The station opened on April 11, 1920, with the initiation of rail service by the Cleveland Interurban Railroad on what is now Van Aken Boulevard from here to Shaker Square and then to East 34th Street and via surface streets to downtown. At the time, Lynnfield was the end of the line. In 1923 the station building was built at a cost of $17,926 to provide a waiting room for passengers. It also housed tobacco and newspaper stands. The newspapers were delivered to the station by rapid transit. The building included outside shelters on both sides.

After the line was extended to Warrensville Center Road in 1930, Lynnfield no longer functioned as the end of the line and the station building was not needed. The building was leased to a series of tenants.

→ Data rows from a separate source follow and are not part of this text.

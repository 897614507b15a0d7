//! Disk space probes.

use std::path::{Path, PathBuf};

use super::{DiskSpace, DiskSpaceProbe};
use crate::error::{PatchError, PatchResult};

/// Queries the operating system with `statvfs`.
///
/// Paths that do not exist yet are resolved to their nearest existing
/// ancestor, so the chunk directory can be checked before it is created.
#[derive(Debug, Clone, Copy, Default)]
pub struct SystemDiskSpace;

impl SystemDiskSpace {
    /// Create a probe.
    pub fn new() -> Self {
        Self
    }
}

impl DiskSpaceProbe for SystemDiskSpace {
    fn disk_space(&self, path: &Path) -> PatchResult<DiskSpace> {
        let existing = nearest_existing(path).ok_or_else(|| {
            PatchError::transport(path.display().to_string(), "no existing ancestor")
        })?;
        statvfs(&existing)
    }
}

fn nearest_existing(path: &Path) -> Option<PathBuf> {
    let absolute = if path.is_absolute() {
        path.to_path_buf()
    } else {
        std::env::current_dir().ok()?.join(path)
    };
    absolute.ancestors().find(|p| p.exists()).map(Path::to_path_buf)
}

#[cfg(unix)]
fn statvfs(path: &Path) -> PatchResult<DiskSpace> {
    use std::ffi::CString;
    use std::os::unix::ffi::OsStrExt;

    let c_path = CString::new(path.as_os_str().as_bytes()).map_err(|_| {
        PatchError::transport(path.display().to_string(), "path contains a NUL byte")
    })?;

    let mut stat: libc::statvfs = unsafe { std::mem::zeroed() };
    // SAFETY: c_path is NUL-terminated and stat is a valid out-pointer.
    let rc = unsafe { libc::statvfs(c_path.as_ptr(), &mut stat) };
    if rc != 0 {
        let err = std::io::Error::last_os_error();
        return Err(PatchError::transport(path.display().to_string(), err.to_string()));
    }

    let block = stat.f_frsize as u64;
    Ok(DiskSpace {
        total: (stat.f_blocks as u64).saturating_mul(block),
        free: (stat.f_bavail as u64).saturating_mul(block),
    })
}

#[cfg(not(unix))]
fn statvfs(path: &Path) -> PatchResult<DiskSpace> {
    Err(PatchError::transport(
        path.display().to_string(),
        "disk space query is not supported on this platform",
    ))
}

/// Probe that reports fixed numbers.
#[derive(Debug, Clone, Copy)]
pub struct FixedDiskSpace {
    space: DiskSpace,
}

impl FixedDiskSpace {
    /// Report `free` of `total` bytes for every path.
    pub fn new(total: u64, free: u64) -> Self {
        Self {
            space: DiskSpace { total, free },
        }
    }
}

impl DiskSpaceProbe for FixedDiskSpace {
    fn disk_space(&self, _path: &Path) -> PatchResult<DiskSpace> {
        Ok(self.space)
    }
}
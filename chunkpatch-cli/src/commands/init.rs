//! Init command - create the configuration file.

use std::path::Path;

use chunkpatch::config::{config_file_path, ConfigFile};

use crate::error::CliError;

/// Run the init command.
///
/// An existing file is loaded and rewritten, so new keys appear with their
/// defaults and existing values are kept.
pub fn run(path: Option<&Path>) -> Result<(), CliError> {
    let path = path.map(Path::to_path_buf).unwrap_or_else(config_file_path);

    let config = if path.exists() {
        ConfigFile::load_from(&path)?
    } else {
        ConfigFile::default()
    };
    config.save_to(&path)?;

    println!("Configuration file: {}", path.display());
    println!();
    println!("  Chunks:   {}", config.chunk_dir().display());
    println!("  Mounts:   {}", config.mount_dir().display());
    println!("  Manifest: {}", config.manifest_path().display());
    println!();
    if config.patch.version_url.is_none() {
        println!("Set the version descriptor URL before patching:");
        println!("  chunkpatch config set patch.version_url https://cdn.example.com/live/version.json");
    } else {
        println!("Run 'chunkpatch patch' to bring content up to date.");
    }
    Ok(())
}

In 1980 and 1981, the Green and Blue Lines were completely renovated with new track, ballast, poles and wiring, and new stations were built along the line. The renovated line along Van Aken Boulevard opened on October 30, 1981.

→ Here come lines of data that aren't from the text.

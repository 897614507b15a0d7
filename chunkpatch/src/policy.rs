//! Policies controlling the download and mount stages.
//!
//! - [`FailurePolicy`]: what the download coordinator does after a chunk fails
//! - [`RetryPolicy`]: whether a failed chunk is retried before it counts as failed
//! - [`MountOrder`]: sequential or concurrent mounting
//!
//! # Example
//!
//! ```
//! use std::time::Duration;
//! use chunkpatch::policy::{FailurePolicy, MountOrder, RetryPolicy};
//!
//! let failure = FailurePolicy::FailFast;
//! let retry = RetryPolicy::fixed(3, Duration::from_millis(250));
//! let mount = MountOrder::concurrent(4);
//!
//! assert_eq!(retry.max_attempts(), 3);
//! assert_eq!(mount.max_in_flight(), 4);
//! # let _ = failure;
//! ```

use std::fmt;
use std::str::FromStr;
use std::time::Duration;

/// Default initial delay for exponential backoff (250ms).
pub const DEFAULT_INITIAL_DELAY_MS: u64 = 250;

/// Default maximum delay for exponential backoff (30 seconds).
pub const DEFAULT_MAX_DELAY_SECS: u64 = 30;

/// Default multiplier for exponential backoff.
pub const DEFAULT_BACKOFF_MULTIPLIER: f64 = 2.0;

/// What happens to the rest of a download pass after a chunk fails.
///
/// Either way the stage result is failure; the policy only decides how much
/// work is still done.
#[derive(Clone, Copy, Debug, Default, PartialEq, Eq)]
pub enum FailurePolicy {
    /// Let every chunk run to its own outcome.
    ///
    /// In-flight and queued chunks keep going, so every successful chunk is
    /// recorded in the manifest and skipped by the next attempt.
    #[default]
    ContinueOnError,

    /// Stop at the first failure.
    ///
    /// Queued chunks are never started and in-flight chunks are asked to
    /// abort.
    FailFast,
}

impl FromStr for FailurePolicy {
    type Err = String;

    fn from_str(s: &str) -> Result<Self, Self::Err> {
        match s.trim().to_lowercase().as_str() {
            "continue" | "drain" | "continue_on_error" => Ok(Self::ContinueOnError),
            "fail_fast" | "failfast" | "eager" => Ok(Self::FailFast),
            other => Err(format!("unknown failure policy '{}'", other)),
        }
    }
}

impl fmt::Display for FailurePolicy {
    fn fmt(&self, f: &mut fmt::Formatter<'_>) -> fmt::Result {
        match self {
            Self::ContinueOnError => write!(f, "continue"),
            Self::FailFast => write!(f, "fail_fast"),
        }
    }
}

/// How a chunk download handles transient failures.
#[derive(Clone, Debug, Default, PartialEq)]
pub enum RetryPolicy {
    /// Fail on the first error.
    #[default]
    None,

    /// Retry with a constant delay.
    Fixed {
        /// Maximum number of attempts (including the initial attempt).
        max_attempts: u32,
        /// Delay between attempts.
        delay: Duration,
    },

    /// Retry with a doubling delay.
    ExponentialBackoff {
        /// Maximum number of attempts (including the initial attempt).
        max_attempts: u32,
        /// Delay after the first failure.
        initial_delay: Duration,
        /// Delay cap.
        max_delay: Duration,
        /// Multiplier applied after each failure.
        multiplier: f64,
    },
}

impl RetryPolicy {
    /// Exponential backoff with the default delays.
    ///
    /// # Arguments
    ///
    /// * `max_attempts` - Maximum number of attempts (including initial)
    pub fn exponential(max_attempts: u32) -> Self {
        Self::ExponentialBackoff {
            max_attempts,
            initial_delay: Duration::from_millis(DEFAULT_INITIAL_DELAY_MS),
            max_delay: Duration::from_secs(DEFAULT_MAX_DELAY_SECS),
            multiplier: DEFAULT_BACKOFF_MULTIPLIER,
        }
    }

    /// Fixed delay between attempts.
    ///
    /// # Arguments
    ///
    /// * `max_attempts` - Maximum number of attempts (including initial)
    /// * `delay` - Delay between attempts
    pub fn fixed(max_attempts: u32, delay: Duration) -> Self {
        Self::Fixed {
            max_attempts,
            delay,
        }
    }

    /// Delay before retry number `attempt` (1 is the first retry), or `None`
    /// once attempts are exhausted.
    pub fn delay_for_attempt(&self, attempt: u32) -> Option<Duration> {
        match self {
            Self::None => None,
            Self::Fixed {
                max_attempts,
                delay,
            } => (attempt < *max_attempts).then_some(*delay),
            Self::ExponentialBackoff {
                max_attempts,
                initial_delay,
                max_delay,
                multiplier,
            } => {
                if attempt >= *max_attempts {
                    return None;
                }
                let factor = multiplier.powi(attempt.saturating_sub(1) as i32);
                let delay_ms = initial_delay.as_millis() as f64 * factor;
                let capped = delay_ms.min(max_delay.as_millis() as f64) as u64;
                Some(Duration::from_millis(capped))
            }
        }
    }

    /// Maximum number of attempts, including the first.
    pub fn max_attempts(&self) -> u32 {
        match self {
            Self::None => 1,
            Self::Fixed { max_attempts, .. } => (*max_attempts).max(1),
            Self::ExponentialBackoff { max_attempts, .. } => (*max_attempts).max(1),
        }
    }
}

/// How successfully downloaded chunks are mounted.
#[derive(Clone, Copy, Debug, Default, PartialEq, Eq)]
pub enum MountOrder {
    /// One chunk at a time in descriptor order; stops at the first failure.
    ///
    /// Safe when later chunks depend on content from earlier ones.
    #[default]
    Sequential,

    /// Up to `max_in_flight` mounts at once; every chunk is attempted.
    Concurrent {
        /// Maximum simultaneous mounts (at least 1).
        max_in_flight: usize,
    },
}

impl MountOrder {
    /// Concurrent mounting with the given bound.
    pub fn concurrent(max_in_flight: usize) -> Self {
        Self::Concurrent {
            max_in_flight: max_in_flight.max(1),
        }
    }

    /// Maximum simultaneous mounts.
    pub fn max_in_flight(&self) -> usize {
        match self {
            Self::Sequential => 1,
            Self::Concurrent { max_in_flight } => (*max_in_flight).max(1),
        }
    }

    /// Whether a failure stops the remaining mounts.
    pub fn stops_on_failure(&self) -> bool {
        matches!(self, Self::Sequential)
    }
}
//! Download coordinator.
//!
//! Bookkeeping for one download pass. The coordinator never performs I/O
//! itself: the patcher asks it which chunks to start, spawns the transfers,
//! and feeds progress reports and outcomes back in. Each report updates the
//! chunk's [`ChunkProgress`] and yields the [`ProgressDelta`] the aggregator
//! should absorb.
//!
//! ```text
//!   pending ──next_dispatch()──► in flight ──on_finished()──► succeeded
//!      │                            │                          failed
//!      └────── FailFast abort ──────┴────────────────────────► skipped
//! ```

use std::collections::{HashMap, HashSet, VecDeque};
use std::sync::Arc;

use tokio_util::sync::CancellationToken;
use tracing::{debug, warn};

use crate::backend::{ChunkStore, ProgressSink};
use crate::chunk::{ChunkEntry, ChunkId};
use crate::error::{PatchError, PatchResult};
use crate::manifest::ChunkDownloadSet;
use crate::policy::{FailurePolicy, RetryPolicy};
use crate::progress::{ChunkProgress, ProgressDelta};

/// Final record of a chunk handed back by [`DownloadCoordinator::on_finished`].
#[derive(Debug, Clone, PartialEq)]
pub(crate) struct FinishedChunk {
    pub record: ChunkProgress,
    pub delta: ProgressDelta,
    pub error: Option<PatchError>,
    /// The failure policy asks for in-flight downloads to be cancelled.
    pub abort: bool,
}

/// Result of a whole download pass.
#[derive(Debug, Clone, Default, PartialEq)]
pub(crate) struct DownloadOutcome {
    /// Successful chunks with their byte counts, in download-set order.
    pub succeeded: Vec<(ChunkEntry, u64)>,
    /// Failed chunks in the order they failed.
    pub failed: Vec<(ChunkId, PatchError)>,
    /// Chunks never started because the pass was aborted.
    pub skipped: Vec<ChunkId>,
}

impl DownloadOutcome {
    pub fn is_success(&self) -> bool {
        self.failed.is_empty() && self.skipped.is_empty()
    }

    /// Error to report for the stage: the first failure that was not a
    /// consequence of cancellation.
    pub fn stage_error(&self) -> Option<PatchError> {
        self.failed
            .iter()
            .find(|(_, e)| !e.is_cancelled())
            .or_else(|| self.failed.first())
            .map(|(_, e)| e.clone())
    }
}

/// Tracks a download pass over a [`ChunkDownloadSet`].
#[derive(Debug)]
pub(crate) struct DownloadCoordinator {
    set: ChunkDownloadSet,
    pending: VecDeque<ChunkEntry>,
    in_flight: HashSet<ChunkId>,
    records: HashMap<ChunkId, ChunkProgress>,
    bytes: HashMap<ChunkId, u64>,
    failed: Vec<(ChunkId, PatchError)>,
    skipped: Vec<ChunkId>,
    max_in_flight: usize,
    policy: FailurePolicy,
    aborted: bool,
}

impl DownloadCoordinator {
    pub fn new(set: ChunkDownloadSet, max_in_flight: usize, policy: FailurePolicy) -> Self {
        let records = set
            .entries()
            .iter()
            .map(|e| (e.id, ChunkProgress::new(e.id, e.size)))
            .collect();
        let pending = set.entries().iter().cloned().collect();

        Self {
            set,
            pending,
            in_flight: HashSet::new(),
            records,
            bytes: HashMap::new(),
            failed: Vec::new(),
            skipped: Vec::new(),
            max_in_flight: max_in_flight.max(1),
            policy,
            aborted: false,
        }
    }

    /// Next chunk to start, if the concurrency bound allows one.
    pub fn next_dispatch(&mut self) -> Option<ChunkEntry> {
        if self.aborted || self.in_flight.len() >= self.max_in_flight {
            return None;
        }
        let entry = self.pending.pop_front()?;
        self.in_flight.insert(entry.id);
        Some(entry)
    }

    /// Fold in a cumulative byte report for an in-flight chunk.
    pub fn on_progress(&mut self, chunk: ChunkId, bytes: u64, total: Option<u64>) -> ProgressDelta {
        if !self.in_flight.contains(&chunk) {
            return ProgressDelta::default();
        }
        match self.records.get_mut(&chunk) {
            Some(record) if !record.done => record.observe(bytes, total),
            _ => ProgressDelta::default(),
        }
    }

    /// Record a chunk's final outcome. Reports for chunks that are not in
    /// flight are ignored.
    pub fn on_finished(&mut self, chunk: ChunkId, result: PatchResult<u64>) -> Option<FinishedChunk> {
        if !self.in_flight.remove(&chunk) {
            return None;
        }
        let record = self.records.get_mut(&chunk)?;

        match result {
            Ok(bytes) => {
                let delta = record.finish(true, bytes);
                self.bytes.insert(chunk, bytes);
                debug!(chunk = %chunk, bytes, "Chunk downloaded");
                Some(FinishedChunk {
                    record: record.clone(),
                    delta,
                    error: None,
                    abort: false,
                })
            }
            Err(error) => {
                let delta = record.finish(false, 0);
                let record = record.clone();
                if !error.is_cancelled() {
                    warn!(chunk = %chunk, error = %error, "Chunk download failed");
                }
                self.failed.push((chunk, error.clone()));

                let abort = self.policy == FailurePolicy::FailFast && !self.aborted;
                if abort {
                    self.abort();
                }

                Some(FinishedChunk {
                    record,
                    delta,
                    error: Some(error),
                    abort,
                })
            }
        }
    }

    /// Stop starting new chunks. Pending chunks become skipped.
    pub fn abort(&mut self) {
        self.aborted = true;
        self.skipped.extend(self.pending.drain(..).map(|e| e.id));
    }

    /// Whether every chunk has an outcome.
    pub fn is_finished(&self) -> bool {
        self.in_flight.is_empty() && self.pending.is_empty()
    }

    /// Chunks currently transferring.
    pub fn in_flight(&self) -> usize {
        self.in_flight.len()
    }

    pub fn into_outcome(self) -> DownloadOutcome {
        let succeeded = self
            .set
            .entries()
            .iter()
            .filter_map(|e| self.bytes.get(&e.id).map(|b| (e.clone(), *b)))
            .collect();

        DownloadOutcome {
            succeeded,
            failed: self.failed,
            skipped: self.skipped,
        }
    }
}

/// Download one chunk, retrying per `retry`.
///
/// Cancellation is never retried. Progress reports from a retried transfer
/// restart from zero; [`ChunkProgress::observe`] absorbs the regression.
pub(crate) async fn download_with_retry(
    store: Arc<dyn ChunkStore>,
    entry: ChunkEntry,
    sink: ProgressSink,
    cancel: CancellationToken,
    retry: RetryPolicy,
) -> PatchResult<u64> {
    let mut attempt = 1;
    loop {
        let result = store
            .download_chunk(entry.clone(), sink.clone(), cancel.clone())
            .await;

        let error = match result {
            Err(error) if !error.is_cancelled() && !cancel.is_cancelled() => error,
            other => return other,
        };

        let Some(delay) = retry.delay_for_attempt(attempt) else {
            return Err(error);
        };

        warn!(
            chunk = %entry.id,
            attempt,
            delay_ms = delay.as_millis() as u64,
            error = %error,
            "Retrying chunk download"
        );

        tokio::select! {
            biased;
            _ = cancel.cancelled() => return Err(PatchError::Cancelled),
            _ = tokio::time::sleep(delay) => {}
        }
        attempt += 1;
    }
}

The improvements at Lynnfield included renovating the original station building, providing benches in the waiting shelter, and enclosing the waiting shelter in glass.

== Station layout ==
The station comprises two side platforms in the center median of Van Aken Boulevard east of the intersection with Lynnfield Road. There is a large station building an attached sheltered waiting area on the westbound platform. There are parking spaces along the median of Van Aken Boulevard on both sides just east of the platforms. The station does not have ramps to allow passengers with disabilities to access trains.